▶ **Task requirements**:
From the first line of the data below, repeat each line exactly until you reach the line with "is zero; every"; include that line too.

[Stored items]
*****
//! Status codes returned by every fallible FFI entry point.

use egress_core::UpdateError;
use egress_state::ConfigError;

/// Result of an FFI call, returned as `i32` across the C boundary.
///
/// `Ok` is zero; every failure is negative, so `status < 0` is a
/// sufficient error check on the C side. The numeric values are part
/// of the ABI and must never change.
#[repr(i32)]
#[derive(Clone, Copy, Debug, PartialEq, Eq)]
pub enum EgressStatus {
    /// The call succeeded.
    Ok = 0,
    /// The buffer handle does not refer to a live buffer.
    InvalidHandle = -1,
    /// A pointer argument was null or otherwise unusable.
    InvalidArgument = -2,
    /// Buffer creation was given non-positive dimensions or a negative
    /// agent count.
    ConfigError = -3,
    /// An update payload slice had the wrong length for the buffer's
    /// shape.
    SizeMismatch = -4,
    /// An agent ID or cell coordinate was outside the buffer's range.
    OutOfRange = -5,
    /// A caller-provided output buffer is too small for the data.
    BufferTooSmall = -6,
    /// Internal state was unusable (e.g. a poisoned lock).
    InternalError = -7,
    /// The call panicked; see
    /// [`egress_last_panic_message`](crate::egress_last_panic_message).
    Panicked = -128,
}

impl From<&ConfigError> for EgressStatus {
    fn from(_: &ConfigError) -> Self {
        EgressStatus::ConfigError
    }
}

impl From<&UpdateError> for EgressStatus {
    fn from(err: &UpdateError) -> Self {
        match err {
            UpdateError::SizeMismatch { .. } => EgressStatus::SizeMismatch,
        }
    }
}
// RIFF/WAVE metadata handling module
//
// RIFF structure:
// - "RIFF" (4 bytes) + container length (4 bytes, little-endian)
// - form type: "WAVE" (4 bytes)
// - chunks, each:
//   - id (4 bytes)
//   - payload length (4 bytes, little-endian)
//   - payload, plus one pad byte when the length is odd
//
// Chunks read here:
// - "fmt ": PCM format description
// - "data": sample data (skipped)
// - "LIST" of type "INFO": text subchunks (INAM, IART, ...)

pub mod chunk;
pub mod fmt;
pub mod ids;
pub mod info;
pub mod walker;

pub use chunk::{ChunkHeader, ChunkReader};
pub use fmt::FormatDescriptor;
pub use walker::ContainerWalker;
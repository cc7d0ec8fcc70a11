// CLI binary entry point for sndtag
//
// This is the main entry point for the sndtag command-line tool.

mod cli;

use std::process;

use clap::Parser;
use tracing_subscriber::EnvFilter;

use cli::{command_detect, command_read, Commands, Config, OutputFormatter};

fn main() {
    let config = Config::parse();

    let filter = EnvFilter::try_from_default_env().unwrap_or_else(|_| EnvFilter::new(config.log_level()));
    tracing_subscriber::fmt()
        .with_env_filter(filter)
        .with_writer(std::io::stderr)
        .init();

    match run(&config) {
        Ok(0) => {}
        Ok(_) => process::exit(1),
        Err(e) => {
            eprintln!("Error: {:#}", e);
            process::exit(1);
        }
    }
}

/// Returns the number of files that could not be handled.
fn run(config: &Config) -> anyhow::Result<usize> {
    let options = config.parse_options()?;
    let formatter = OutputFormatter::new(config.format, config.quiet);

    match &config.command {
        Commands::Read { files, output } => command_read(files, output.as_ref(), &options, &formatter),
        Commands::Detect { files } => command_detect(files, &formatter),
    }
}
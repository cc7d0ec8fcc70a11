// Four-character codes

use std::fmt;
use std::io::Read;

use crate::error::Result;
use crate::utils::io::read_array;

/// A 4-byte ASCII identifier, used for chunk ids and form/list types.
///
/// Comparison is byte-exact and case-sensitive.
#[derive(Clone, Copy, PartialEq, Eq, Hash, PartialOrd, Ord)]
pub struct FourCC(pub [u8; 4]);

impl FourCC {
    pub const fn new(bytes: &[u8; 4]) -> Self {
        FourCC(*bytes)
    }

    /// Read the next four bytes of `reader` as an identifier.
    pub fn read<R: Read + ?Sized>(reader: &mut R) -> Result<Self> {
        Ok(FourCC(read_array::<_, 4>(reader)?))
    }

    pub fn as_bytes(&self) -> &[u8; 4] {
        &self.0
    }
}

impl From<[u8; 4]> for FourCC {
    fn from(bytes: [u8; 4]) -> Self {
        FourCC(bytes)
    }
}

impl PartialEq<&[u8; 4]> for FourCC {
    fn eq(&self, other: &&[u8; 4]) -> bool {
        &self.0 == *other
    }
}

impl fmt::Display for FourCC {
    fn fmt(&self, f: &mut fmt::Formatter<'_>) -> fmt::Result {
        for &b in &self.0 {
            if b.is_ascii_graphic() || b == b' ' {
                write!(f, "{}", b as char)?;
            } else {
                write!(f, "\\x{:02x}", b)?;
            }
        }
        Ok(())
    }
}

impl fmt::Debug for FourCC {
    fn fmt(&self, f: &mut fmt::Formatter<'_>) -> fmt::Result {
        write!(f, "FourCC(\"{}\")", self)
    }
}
*****
▶ **Reply**:
//! Status codes returned by every fallible FFI entry point.

use egress_core::UpdateError;
use egress_state::ConfigError;

/// Result of an FFI call, returned as `i32` across the C boundary.
///
/// `Ok` is zero; every failure is negative, so `status < 0` is a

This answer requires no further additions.